[What is expected]
The data should be printed again, exactly.

Stored items:
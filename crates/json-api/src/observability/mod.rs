//! Observability setup and request tracing middleware.

use thiserror::Error;

mod init;
mod metrics;
mod otel;
mod request;
mod settings;

pub(crate) use init::Observability;
pub(crate) use metrics::{ClaimOutcome, metrics_handler, observe_cascade, observe_claim};
pub(crate) use request::request_logging;

/// Errors raised while initialising observability.
#[derive(Debug, Error)]
pub(crate) enum ObservabilityError {
    /// Failed to build OTLP exporter.
    #[error("failed to build OTLP exporter: {0}")]
    OtlpExporter(#[from] opentelemetry_otlp::ExporterBuildError),

    /// Failed to initialise tracing subscriber.
    #[error("failed to initialise tracing subscriber: {0}")]
    TracingSubscriber(#[from] tracing_subscriber::util::TryInitError),
}
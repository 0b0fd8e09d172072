//! Rescue Request Models

use std::string::ToString;

use salvo::oapi::ToSchema;
use serde::{Deserialize, Serialize};
use uuid::Uuid;

use reprieve_app::domain::rescues::records::RescueRequestRecord;

/// Rescue Request Response
#[derive(Debug, Serialize, Deserialize, ToSchema)]
pub(crate) struct RescueRequestResponse {
    /// The unique identifier of the rescue request
    pub uuid: Uuid,

    /// The location offering the stock
    pub location_uuid: Uuid,

    /// The collector holding the claim, if any
    pub collector_uuid: Option<Uuid>,

    /// One of `pending`, `accepted`, `in_progress`, `completed` or `cancelled`
    pub status: String,

    /// The cascade stage that created the offer
    pub stage: u8,

    /// Whole days until expiry when the offer was created
    pub days_until_expiration: i32,

    /// Agreed pickup time
    pub scheduled_pickup_at: Option<String>,

    /// When the pickup finished
    pub completed_at: Option<String>,

    /// Estimated weight of the offered stock, as a decimal string
    pub total_weight_kg: String,

    /// Base-price value of the offered stock, in minor units
    pub total_value: u64,

    /// Estimated waste avoided, as a decimal string
    pub estimated_impact_kg: String,

    /// Offered items still present in the catalog
    pub items: Vec<Uuid>,

    /// The date and time the request was created
    pub created_at: String,

    /// The date and time the request was last updated
    pub updated_at: String,
}

impl From<RescueRequestRecord> for RescueRequestResponse {
    fn from(request: RescueRequestRecord) -> Self {
        Self {
            uuid: request.uuid.into_uuid(),
            location_uuid: request.location_uuid.into_uuid(),
            collector_uuid: request.collector_uuid.map(Into::into),
            status: request.status.to_string(),
            stage: request.stage.number(),
            days_until_expiration: request.days_until_expiration,
            scheduled_pickup_at: request.scheduled_pickup_at.as_ref().map(ToString::to_string),
            completed_at: request.completed_at.as_ref().map(ToString::to_string),
            total_weight_kg: request.total_weight_kg.to_string(),
            total_value: request.total_value,
            estimated_impact_kg: request.estimated_impact_kg.to_string(),
            items: request.items.into_iter().map(Into::into).collect(),
            created_at: request.created_at.to_string(),
            updated_at: request.updated_at.to_string(),
        }
    }
}

/// Rescue Requests Response
#[derive(Debug, Serialize, Deserialize, ToSchema)]
pub(crate) struct RescueRequestsResponse {
    /// Matching requests, newest first
    pub rescue_requests: Vec<RescueRequestResponse>,
}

[Task solution]
filename crates/json-api/src/observability/mod.rs
//! Observability setup and request tracing middleware.

use thiserror::Error;

mod init;
mod metrics;
mod otel;
mod request;
mod settings;

pub(crate) use init::Observability;
pub(crate) use metrics::{ClaimOutcome, metrics_handler, observe_cascade, observe_claim};
pub(crate) use request::request_logging;

/// Errors raised while initialising observability.
#[derive(Debug, Error)]
pub(crate) enum ObservabilityError {
    /// Failed to build OTLP exporter.
    #[error("failed to build OTLP exporter: {0}")]
    OtlpExporter(#[from] opentelemetry_otlp::ExporterBuildError),

    /// Failed to initialise tracing subscriber.
    #[error("failed to initialise tracing subscriber: {0}")]
    TracingSubscriber(#[from] tracing_subscriber::util::TryInitError),
}
repository 0b0fd8e09d172072
//! Rescue Request Models

use std::string::ToString;

use salvo::oapi::ToSchema;
use serde::{Deserialize, Serialize};
use uuid::Uuid;

use reprieve_app::domain::rescues::records::RescueRequestRecord;

/// Rescue Request Response
#[derive(Debug, Serialize, Deserialize, ToSchema)]
pub(crate) struct RescueRequestResponse {
    /// The unique identifier of the rescue request
    pub uuid: Uuid,

    /// The location offering the stock
    pub location_uuid: Uuid,

    /// The collector holding the claim, if any
    pub collector_uuid: Option<Uuid>,

    /// One of `pending`, `accepted`, `in_progress`, `completed` or `cancelled`
    pub status: String,

    /// The cascade stage that created the offer
    pub stage: u8,

    /// Whole days until expiry when the offer was created
    pub days_until_expiration: i32,

    /// Agreed pickup time
    pub scheduled_pickup_at: Option<String>,

    /// When the pickup finished
    pub completed_at: Option<String>,

    /// Estimated weight of the offered stock, as a decimal string
    pub total_weight_kg: String,

    /// Base-price value of the offered stock, in minor units
    pub total_value: u64,

    /// Estimated waste avoided, as a decimal string
    pub estimated_impact_kg: String,

    /// Offered items still present in the catalog
    pub items: Vec<Uuid>,

    /// The date and time the request was created
    pub created_at: String,

    /// The date and time the request was last updated
    pub updated_at: String,
}

impl From<RescueRequestRecord> for RescueRequestResponse {
    fn from(request: RescueRequestRecord) -> Self {
        Self {
            uuid: request.uuid.into_uuid(),
            location_uuid: request.location_uuid.into_uuid(),
            collector_uuid: request.collector_uuid.map(Into::into),
            status: request.status.to_string(),
            stage: request.stage.number(),
            days_until_expiration: request.days_until_expiration,
            scheduled_pickup_at: request.scheduled_pickup_at.as_ref().map(ToString::to_string),
            completed_at: request.completed_at.as_ref().map(ToString::to_string),
            total_weight_kg: request.total_weight_kg.to_string(),
            total_value: request.total_value,
            estimated_impact_kg: request.estimated_impact_kg.to_string(),
            items: request.items.into_iter().map(Into::into).collect(),
            created_at: request.created_at.to_string(),
            updated_at: request.updated_at.to_string(),
        }
    }
}

/// Rescue Requests Response
#[derive(Debug, Serialize, Deserialize, ToSchema)]
pub(crate) struct RescueRequestsResponse {
    /// Matching requests, newest first
    pub rescue_requests: Vec<RescueRequestResponse>,
}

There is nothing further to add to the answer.